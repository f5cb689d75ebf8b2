//! Pipeline assembly.
//!
//! Resolves the source family from the bytes, runs the matching pipeline
//! and assembles the record. The vector pipeline rasterizes twice: a large
//! preview canvas for color work and a smaller analysis canvas for the
//! geometry passes.

use image::DynamicImage;

use crate::meta::mask::{self, VisibilityMask};
use crate::meta::mimetype::{self, SourceKind};
use crate::meta::options::ExtractOptions;
use crate::meta::orientation;
use crate::meta::palette;
use crate::meta::raster;
use crate::meta::{MetaError, PaletteColor, SourceTag, VisualMetadataRecord};
use crate::svg::{self, FillUsage, VectorDocument};

/// Dominant color stand-in when nothing is visible at all.
const FALLBACK_COLOR: PaletteColor = PaletteColor([0, 0, 0]);

/// Extract the full metadata record for one image.
///
/// `declared` is trusted over content sniffing when present and non-empty;
/// pass `None` to let the bytes speak for themselves.
pub fn extract_metadata(
    bytes: &[u8],
    declared: Option<&str>,
    options: &ExtractOptions,
) -> Result<VisualMetadataRecord, MetaError> {
    let (mimetype, kind) = mimetype::resolve(bytes, declared)?;
    match kind {
        SourceKind::Vector => extract_vector(bytes, mimetype, options),
        SourceKind::Raster => extract_raster(bytes, mimetype, options),
    }
}

/// Extract only the ranked palette for one image.
pub fn extract_palette(
    bytes: &[u8],
    declared: Option<&str>,
    options: &ExtractOptions,
) -> Result<Vec<PaletteColor>, MetaError> {
    let (_, kind) = mimetype::resolve(bytes, declared)?;
    match kind {
        SourceKind::Vector => {
            VectorDocument::parse(bytes)?;
            let preview = svg::rasterize(bytes, options.preview_size)?;
            Ok(palette::extract(&preview, options.palette_size))
        }
        SourceKind::Raster => {
            let decoded = raster::decode(bytes)?;
            Ok(palette::extract(&decoded.to_rgba8(), options.palette_size))
        }
    }
}

fn extract_vector(
    bytes: &[u8],
    mimetype: String,
    options: &ExtractOptions,
) -> Result<VisualMetadataRecord, MetaError> {
    // Well-formedness gate first: the renderer is more forgiving than the
    // scanner and would happily paint half a document.
    let document = VectorDocument::parse(bytes)?;

    let preview = svg::rasterize(bytes, options.preview_size)?;
    let colors = palette::extract(&preview, options.palette_size);
    let color = colors.first().copied().unwrap_or(FALLBACK_COLOR);

    let analysis = svg::rasterize(bytes, options.analysis_size)?;
    let analysis = DynamicImage::ImageRgba8(analysis).to_luma_alpha8();

    let visibility = VisibilityMask::build(&analysis, options.ink_threshold, true);
    let centroid = visibility.centroid(options.snap_grid);
    let padding = visibility.padding();
    let transparency = mask::detect_transparency(&analysis, options.alpha_threshold);

    // Fill classification abstains on a single plain color; the dominant
    // palette color steps in so the field is always populated for vectors.
    let fill = svg::classify_fills(&document.fills)
        .map(FillUsage::as_str)
        .map_or_else(|| color.to_hex(), str::to_string);

    Ok(VisualMetadataRecord {
        mimetype,
        fill: Some(fill),
        color,
        colors,
        width: document.width,
        height: document.height,
        orientation: orientation::classify(document.width, document.height),
        bytes: bytes.len() as u64,
        transparency,
        centroid: Some(centroid),
        padding: Some(padding),
        kind: Some(SourceTag::Svg),
    })
}

fn extract_raster(
    bytes: &[u8],
    mimetype: String,
    options: &ExtractOptions,
) -> Result<VisualMetadataRecord, MetaError> {
    let decoded = raster::decode(bytes)?;
    let (width, height) = (decoded.width(), decoded.height());

    let colors = palette::extract(&decoded.to_rgba8(), options.palette_size);
    let color = colors.first().copied().unwrap_or(FALLBACK_COLOR);

    // Only formats that actually store alpha can be transparent; a
    // synthesized channel would read fully opaque anyway.
    let transparency = raster::has_native_alpha(&decoded)
        && mask::detect_transparency(&decoded.to_luma_alpha8(), options.alpha_threshold);

    Ok(VisualMetadataRecord {
        mimetype,
        fill: None,
        color,
        colors,
        width: f64::from(width),
        height: f64::from(height),
        orientation: orientation::classify(f64::from(width), f64::from(height)),
        bytes: bytes.len() as u64,
        transparency,
        centroid: None,
        padding: None,
        kind: None,
    })
}

// ============================================================================
// Tests
// ============================================================================

#[cfg(test)]
mod tests {
    use super::*;
    use crate::meta::Orientation;
    use crate::meta::{Centroid, Padding};
    use image::{ImageFormat, Rgb, RgbImage, Rgba, RgbaImage};
    use std::io::Cursor;

    const RED_SQUARE_SVG: &[u8] = br##"<svg xmlns="http://www.w3.org/2000/svg" width="100" height="100"><rect width="100" height="100" fill="#ff0000"/></svg>"##;
    const BLANK_SVG: &[u8] = br#"<svg xmlns="http://www.w3.org/2000/svg" width="100" height="100"/>"#;

    fn png_bytes(img: &RgbaImage) -> Vec<u8> {
        let mut buf = Cursor::new(Vec::new());
        img.write_to(&mut buf, ImageFormat::Png).unwrap();
        buf.into_inner()
    }

    #[test]
    fn opaque_raster_record() {
        let img = RgbaImage::from_pixel(100, 100, Rgba([255, 0, 0, 255]));
        let bytes = png_bytes(&img);
        let record = extract_metadata(&bytes, None, &ExtractOptions::default()).unwrap();

        assert_eq!(record.mimetype, "image/png");
        assert_eq!(record.width, 100.0);
        assert_eq!(record.height, 100.0);
        assert_eq!(record.orientation, Orientation::Square);
        assert_eq!(record.bytes, bytes.len() as u64);
        assert!(!record.transparency);
        assert_eq!(record.color.to_hex(), "#ff0000");
        assert_eq!(record.colors[0], record.color);
        // Raster records carry none of the vector-only fields.
        assert_eq!(record.fill, None);
        assert_eq!(record.centroid, None);
        assert_eq!(record.padding, None);
        assert_eq!(record.kind, None);
    }

    #[test]
    fn raster_with_soft_alpha_is_transparent() {
        let mut img = RgbaImage::from_pixel(10, 10, Rgba([0, 128, 0, 255]));
        img.put_pixel(9, 9, Rgba([0, 128, 0, 200]));
        let record = extract_metadata(&png_bytes(&img), None, &ExtractOptions::default()).unwrap();
        assert!(record.transparency);
    }

    #[test]
    fn alpha_less_raster_is_never_transparent() {
        let img = RgbImage::from_pixel(8, 8, Rgb([10, 20, 30]));
        let mut buf = Cursor::new(Vec::new());
        img.write_to(&mut buf, ImageFormat::Png).unwrap();
        let record =
            extract_metadata(&buf.into_inner(), None, &ExtractOptions::default()).unwrap();
        assert!(!record.transparency);
        assert_eq!(record.color.to_hex(), "#0a141e");
    }

    #[test]
    fn raster_orientation_tracks_pixel_dimensions() {
        let img = RgbaImage::from_pixel(100, 96, Rgba([5, 5, 5, 255]));
        let record = extract_metadata(&png_bytes(&img), None, &ExtractOptions::default()).unwrap();
        assert_eq!(record.orientation, Orientation::Square);

        let img = RgbaImage::from_pixel(100, 90, Rgba([5, 5, 5, 255]));
        let record = extract_metadata(&png_bytes(&img), None, &ExtractOptions::default()).unwrap();
        assert_eq!(record.orientation, Orientation::Landscape);
    }

    #[test]
    fn full_cover_vector_record() {
        let record = extract_metadata(RED_SQUARE_SVG, None, &ExtractOptions::default()).unwrap();

        assert_eq!(record.mimetype, "image/svg+xml");
        assert_eq!(record.kind, Some(SourceTag::Svg));
        assert_eq!(record.width, 100.0);
        assert_eq!(record.height, 100.0);
        assert_eq!(record.orientation, Orientation::Square);
        assert_eq!(record.color.to_hex(), "#ff0000");
        // One plain fill: classification abstains and the dominant palette
        // color takes over.
        assert_eq!(record.fill.as_deref(), Some("#ff0000"));
        assert_eq!(record.centroid, Some(Centroid(48, 48)));
        assert_eq!(record.padding, Some(Padding(0, 0, 0, 0)));
        assert!(!record.transparency);
    }

    #[test]
    fn blank_vector_falls_back_everywhere() {
        let record = extract_metadata(BLANK_SVG, None, &ExtractOptions::default()).unwrap();

        assert!(record.transparency);
        assert!(record.colors.is_empty());
        assert_eq!(record.color.to_hex(), "#000000");
        // Geometry falls back to the canvas center, padding to full bleed.
        assert_eq!(record.centroid, Some(Centroid(48, 48)));
        assert_eq!(record.padding, Some(Padding(0, 0, 0, 0)));
        // No fills and an empty palette leave black as the fill of record.
        assert_eq!(record.fill.as_deref(), Some("#000000"));
    }

    #[test]
    fn quadrant_content_shifts_centroid_and_padding() {
        let markup = br##"<svg xmlns="http://www.w3.org/2000/svg" width="100" height="100"><rect width="50" height="50" fill="#222222"/></svg>"##;
        let record = extract_metadata(markup, None, &ExtractOptions::default()).unwrap();

        assert_eq!(record.centroid, Some(Centroid(24, 24)));
        assert_eq!(record.padding, Some(Padding(0, 50, 50, 0)));
        assert!(record.transparency);
    }

    #[test]
    fn current_color_fill_is_reported() {
        let markup = br#"<svg xmlns="http://www.w3.org/2000/svg" width="24" height="24"><path d="M0 0h24v24H0z" fill="currentColor"/></svg>"#;
        let record = extract_metadata(markup, None, &ExtractOptions::default()).unwrap();
        assert_eq!(record.fill.as_deref(), Some("currentColor"));
    }

    #[test]
    fn distinct_fills_read_mixed() {
        let markup = br##"<svg xmlns="http://www.w3.org/2000/svg" width="24" height="24"><rect width="12" height="24" fill="#ff0000"/><rect x="12" width="12" height="24" fill="#0000ff"/></svg>"##;
        let record = extract_metadata(markup, None, &ExtractOptions::default()).unwrap();
        assert_eq!(record.fill.as_deref(), Some("mixed"));
    }

    #[test]
    fn malformed_svg_is_a_parse_error() {
        let err =
            extract_metadata(b"<svg><rect></svg>", None, &ExtractOptions::default()).unwrap_err();
        assert!(matches!(err, MetaError::Parse(_)));
    }

    #[test]
    fn truncated_svg_is_a_parse_error() {
        // Unclosed tags must fail the well-formedness gate, not leak
        // through to the renderer as a render failure.
        let err = extract_metadata(b"<svg><rect>", None, &ExtractOptions::default()).unwrap_err();
        assert!(matches!(err, MetaError::Parse(_)));
    }

    #[test]
    fn unrecognizable_bytes_are_an_unknown_type() {
        let err = extract_metadata(b"hello there", None, &ExtractOptions::default()).unwrap_err();
        assert!(matches!(err, MetaError::UnknownType));
    }

    #[test]
    fn non_image_mimetype_is_unsupported() {
        let err = extract_metadata(b"%PDF-1.4", Some("application/pdf"), &ExtractOptions::default())
            .unwrap_err();
        assert!(matches!(err, MetaError::UnsupportedType(m) if m == "application/pdf"));
    }

    #[test]
    fn palette_size_option_caps_colors() {
        let mut img = RgbaImage::new(8, 8);
        for (x, y, pixel) in img.enumerate_pixels_mut() {
            pixel.0 = match (x < 4, y < 4) {
                (true, true) => [250, 0, 0, 255],
                (false, true) => [0, 250, 0, 255],
                (true, false) => [0, 0, 250, 255],
                (false, false) => [250, 250, 250, 255],
            };
        }
        let options = ExtractOptions {
            palette_size: 2,
            ..Default::default()
        };
        let record = extract_metadata(&png_bytes(&img), None, &options).unwrap();
        assert_eq!(record.colors.len(), 2);
    }

    #[test]
    fn palette_helper_matches_record_colors() {
        let mut img = RgbaImage::from_pixel(10, 10, Rgba([200, 40, 40, 255]));
        for x in 0..10 {
            img.put_pixel(x, 0, Rgba([20, 20, 180, 255]));
        }
        let bytes = png_bytes(&img);
        let options = ExtractOptions::default();

        let record = extract_metadata(&bytes, None, &options).unwrap();
        let colors = extract_palette(&bytes, None, &options).unwrap();
        assert_eq!(record.colors, colors);
    }

    #[test]
    fn extraction_is_deterministic() {
        let options = ExtractOptions::default();
        let first = extract_metadata(RED_SQUARE_SVG, None, &options).unwrap();
        let second = extract_metadata(RED_SQUARE_SVG, None, &options).unwrap();
        assert_eq!(first, second);
    }

    #[test]
    fn records_round_trip_through_json() {
        let record = extract_metadata(RED_SQUARE_SVG, None, &ExtractOptions::default()).unwrap();
        let json = serde_json::to_string(&record).unwrap();
        let back: VisualMetadataRecord = serde_json::from_str(&json).unwrap();
        assert_eq!(back, record);
    }
}
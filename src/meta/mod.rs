//! Visual metadata extraction engine.
//!
//! Turns raw image bytes (PNG/JPEG/WebP or SVG markup) into a
//! [`VisualMetadataRecord`]: dominant colors, visual center of mass,
//! transparent padding, transparency presence, fill usage and aspect
//! orientation. Every component is a pure function over immutable inputs;
//! the engine holds no state across calls.
//!
//! # Modules
//!
//! - [`mimetype`]: MIME resolution and pipeline dispatch
//! - [`palette`]: ranked dominant-color extraction
//! - [`mask`]: visibility mask, centroid, padding, transparency
//! - [`orientation`]: square/landscape/portrait classification
//! - [`raster`]: raster decoding
//! - [`extract`]: pipeline assembly
//!
//! # Architecture
//!
//! ```text
//! (bytes, declared mimetype)
//!         │
//!         ▼
//!    ┌──────────┐
//!    │ mimetype │ ──► SourceKind::{Raster, Vector}
//!    └────┬─────┘
//!         │
//!    ┌────┴─────────────────┐
//!    ▼                      ▼
//! raster::decode      svg::rasterize (preview + analysis canvas)
//!    │                      │
//!    ▼                      ▼
//! palette             palette, mask ──► centroid, padding
//!    │                      │           transparency, fill
//!    └──────────┬───────────┘
//!               ▼
//!       VisualMetadataRecord
//! ```

pub mod mimetype;

mod error;
mod extract;
mod mask;
mod options;
mod orientation;
mod palette;
mod raster;
mod record;

pub use error::MetaError;
pub use extract::{extract_metadata, extract_palette};
pub use options::ExtractOptions;
pub use orientation::Orientation;
pub use record::{Centroid, Padding, PaletteColor, SourceTag, VisualMetadataRecord};
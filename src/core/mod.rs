//! Core process state shared across the codebase.

mod state;

pub use state::{is_shutdown, setup_shutdown_handler};
//! Fill attribute classification.

/// Aggregate verdict over a document's fill attributes.
///
/// Only the two interesting outcomes get a variant; "one plain color" is
/// `None` at the classification boundary and the caller substitutes the
/// dominant palette color.
#[derive(Debug, Clone, Copy, PartialEq, Eq)]
pub enum FillUsage {
    /// Every painted fill defers to the inherited `currentColor`.
    CurrentColor,
    /// At least two distinct painted fill values.
    Mixed,
}

impl FillUsage {
    pub fn as_str(self) -> &'static str {
        match self {
            Self::CurrentColor => "currentColor",
            Self::Mixed => "mixed",
        }
    }
}

/// Classify a document's fill attributes.
///
/// `none` entries are dropped (case-insensitively) before anything else.
/// Distinctness is judged on the verbatim attribute text, so two spellings
/// of the same color count as mixed; only the `currentColor` keyword itself
/// is matched case-insensitively.
pub fn classify_fills(fills: &[String]) -> Option<FillUsage> {
    let mut painted = fills
        .iter()
        .map(String::as_str)
        .filter(|f| !f.eq_ignore_ascii_case("none"));

    let first = painted.next()?;
    if painted.any(|fill| fill != first) {
        return Some(FillUsage::Mixed);
    }

    first
        .eq_ignore_ascii_case("currentcolor")
        .then_some(FillUsage::CurrentColor)
}

// ============================================================================
// Tests
// ============================================================================
//! CLI configuration loading.
//!
//! A single TOML file in the XDG config directory; a missing file or missing
//! keys fall back to defaults.

use anyhow::{Context, Result};
use serde::{Deserialize, Serialize};
use std::path::PathBuf;

use aetheria_core::theme::Theme;
use aetheria_core::{DEFAULT_ORACLE_MODEL, DEFAULT_ORACLE_URL};

/// Configuration as stored in TOML (optional fields so partial files work)
#[derive(Debug, Clone, Deserialize, Default)]
struct RawConfig {
    #[serde(default)]
    oracle: RawOracleConfig,

    #[serde(default)]
    store: RawStoreConfig,

    theme: Option<Theme>,
}

#[derive(Debug, Clone, Deserialize, Default)]
struct RawOracleConfig {
    /// Base URL of the Ollama server
    base_url: Option<String>,

    /// Model used for evaluation and content generation
    model: Option<String>,
}

#[derive(Debug, Clone, Deserialize, Default)]
struct RawStoreConfig {
    /// Override for the data directory
    data_dir: Option<PathBuf>,
}

/// Final configuration with defaults applied
#[derive(Debug, Clone, Serialize, Deserialize)]
pub struct AetheriaConfig {
    // Plain value first so TOML serialization emits it before the tables.
    pub theme: Theme,
    pub oracle: OracleConfig,
    pub store: StoreConfig,
}

#[derive(Debug, Clone, Serialize, Deserialize)]
pub struct OracleConfig {
    pub base_url: String,
    pub model: String,
}

#[derive(Debug, Clone, Serialize, Deserialize)]
pub struct StoreConfig {
    pub data_dir: PathBuf,
}

impl Default for AetheriaConfig {
    fn default() -> Self {
        Self {
            theme: Theme::default(),
            oracle: OracleConfig {
                base_url: DEFAULT_ORACLE_URL.to_string(),
                model: DEFAULT_ORACLE_MODEL.to_string(),
            },
            store: StoreConfig {
                data_dir: aetheria_paths::data_dir(),
            },
        }
    }
}

impl AetheriaConfig {
    /// Path of the user config file.
    pub fn path() -> PathBuf {
        aetheria_paths::config_dir().join("config.toml")
    }

    /// Load the user config, applying defaults for anything unset.
    pub fn load() -> Result<Self> {
        let path = Self::path();
        if !path.exists() {
            return Ok(Self::default());
        }
        let contents = std::fs::read_to_string(&path)
            .with_context(|| format!("reading {}", path.display()))?;
        let raw: RawConfig = toml::from_str(&contents)
            .with_context(|| format!("parsing {}", path.display()))?;
        Ok(Self::finalize(raw))
    }

    fn finalize(raw: RawConfig) -> Self {
        let defaults = Self::default();
        Self {
            theme: raw.theme.unwrap_or(defaults.theme),
            oracle: OracleConfig {
                base_url: raw.oracle.base_url.unwrap_or(defaults.oracle.base_url),
                model: raw.oracle.model.unwrap_or(defaults.oracle.model),
            },
            store: StoreConfig {
                data_dir: raw.store.data_dir.unwrap_or(defaults.store.data_dir),
            },
        }
    }
}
※ ※ ※
* _To do_: Look over the data above and show each line that contains "second".

* _Your solution_:
        let second = extract_metadata(RED_SQUARE_SVG, None, &options).unwrap();
        assert_eq!(first, second);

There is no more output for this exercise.